Renal functional teratogenesis resulting from adriamycin exposure

Abstract

Pregnant Sprague‐Dawley rats were exposed to adriamycin and offspring were evaluated for renal functional competence. Exposure consisted of 0, 1.0 or 1.5 mg/kg/day by intraperitoneal injection on either gestational days 7–10 or 10–12. The exposed offspring were evaluated for 1) growth and viability; 2) serum concentrations and renal clearances of creatinine, urea, glucose, sodium, potassium, chloride, and total osmotic particles; 3) the ability to excrete an osmotically concentrated urine following fluid deprivation; 4) the ability to excrete an osmotically dilute urine following isotonic volume expansion; and 5) the ability to secrete hydrogen ions following administration of a fixed acid. Exposure during days 7–10 of gestation produced greater evidence of overt developmental toxicity than did exposure during days 10–12 of gestation.

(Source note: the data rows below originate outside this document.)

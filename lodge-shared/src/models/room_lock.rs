use chrono::{DateTime, NaiveDate, Utc};
use serde::{Deserialize, Serialize};
use uuid::Uuid;

/// Half-open stay range `[start, end)` in calendar days.
#[derive(Debug, Clone, Copy, Serialize, Deserialize, PartialEq, Eq, Hash)]
pub struct StayRange {
    pub start: NaiveDate,
    pub end: NaiveDate,
}

impl StayRange {
    pub fn new(start: NaiveDate, end: NaiveDate) -> Self {
        Self { start, end }
    }

    pub fn is_empty(&self) -> bool {
        self.end <= self.start
    }

    /// Back-to-back stays (checkout day == next check-in day) do not overlap.
    pub fn overlaps(&self, other: &StayRange) -> bool {
        !self.is_empty() && !other.is_empty() && self.start < other.end && other.start < self.end
    }
}

/// A time-bounded exclusive hold on one room for a stay range.
#[derive(Debug, Clone, Serialize, Deserialize, PartialEq)]
pub struct RoomLock {
    pub id: Uuid,
    pub room_id: Uuid,
    pub booking_id: Uuid,
    pub stay_range: StayRange,
    pub expires_at: DateTime<Utc>,
    pub is_active: bool,
    /// Set when the owning booking is confirmed. The hold is switched off
    /// but the stay stays reserved for good.
    #[serde(default)]
    pub confirmed: bool,
    pub created_at: DateTime<Utc>,
}

impl RoomLock {
    /// A hold is live while active and unexpired.
    pub fn is_live(&self, now: DateTime<Utc>) -> bool {
        self.is_active && self.expires_at > now
    }

    /// True when this lock would reject `candidate` for the same room at `now`:
    /// a live hold, or the reservation of a confirmed booking.
    pub fn blocks(&self, room_id: Uuid, candidate: &StayRange, now: DateTime<Utc>) -> bool {
        self.room_id == room_id
            && (self.confirmed || self.is_live(now))
            && self.stay_range.overlaps(candidate)
    }

    /// Whether the hold interval `[min(created_at, expires_at), expires_at)`,
    /// unbounded once confirmed, reaches past `since`.
    pub fn held_after(&self, since: DateTime<Utc>) -> bool {
        self.confirmed || (self.is_active && self.created_at < self.expires_at && self.expires_at > since)
    }
}

#[derive(Debug, Clone)]
pub struct NewRoomLock {
    pub room_id: Uuid,
    pub booking_id: Uuid,
    pub stay_range: StayRange,
    pub expires_at: DateTime<Utc>,
}

impl NewRoomLock {
    pub fn into_room_lock(self, id: Uuid, now: DateTime<Utc>) -> RoomLock {
        RoomLock {
            id,
            room_id: self.room_id,
            booking_id: self.booking_id,
            stay_range: self.stay_range,
            expires_at: self.expires_at,
            is_active: true,
            confirmed: false,
            created_at: now,
        }
    }
}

The reverse was true, however, for the effects of adriamycin on renal function, as the majority of effects on these measures were found in the high dose pups exposed during days 10–12 of gestation. The application of the renal function tests did not lower the observed effect level for adriamycin‐induced developmental toxicity, but it did provide confirmatory information on the nature of the effect, on the magnitude of the effect in the exposed population, and on the possible morphological site of observed functional lesion. For reasons discussed in the text, a combination of the basal clearance test and the renal concentrating test appears to provide the most efficient means for detecting the presence of prenatally induced functional alterations of the kidneys.